When talking about Big Data, one initiative is worth a mention – The Google Ngrams . Google, in its on magnanimous way, started an program to digitize every single printed document, within the copyright limits back, in 2004. Started as a partnership with some of the well-known libraries around the globe such as the New York Public Library, the Harvard University Library and
Bodleian Library at University of Oxford , the plan was to make high resolution digital images of all printed documents – books magazines et al – and save them in a huge repository that is searchable through books.google. com.
As the collection grew, Google realized the potential to actually digitize them one word at a time. Through a tool known as reCAPTCHA they then started to extract every word from every single image that was scanned. What was born out of it was an amazingly large data set from words dating back to 1500. By 2012, they had almost 15% of all the printed books digitized and that amounted to almost 700 billion words! What came out of this was Google Ngrams !
An “ngram” is a sequence of letters of any length, which could be a word, a misspelling, a phrase or gibberish
Google Ngrams is a searchable word repository, which graphs the occurrence of a word or a phrase in a “corpus of books” (as Google themselves puts it). It then plots those occurrences across time and the result is a visualization of how frequent the words were used over time.
As curious as I was, I decided to try out a few of the “jargons” of today to see how far back it was used. The results were alarming!

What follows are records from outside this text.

//! RP2040-specific HAL for the flightcfg configuration store
//!
//! Provides the RP2040 implementation of the shared `flightcfg-hal` traits:
//!
//! - Flash driver for the reserved configuration sector (implements
//!   `flightcfg_hal::ConfigFlash`)

#![no_std]

pub mod flash;

pub use flash::Rp2040ConfigFlash;

// Re-export shared traits from flightcfg-hal for convenience
pub use flightcfg_hal::{ConfigFlash, FlashError, FlashRegion};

The word “technology” (keep in mind the search is case sensitive) was used as long back as early 1500s, which is ok considering it is quite a defined term in the English dictionary. But what was even more puzzling is that the word “Internet” was used in the 1590s! Now what can that be referred to! Also, although the whole slew of ARPANET and packet switching started to evolve in the 1960s it wasn’t until 1990s when the word “Internet” started to be used widely in printed form!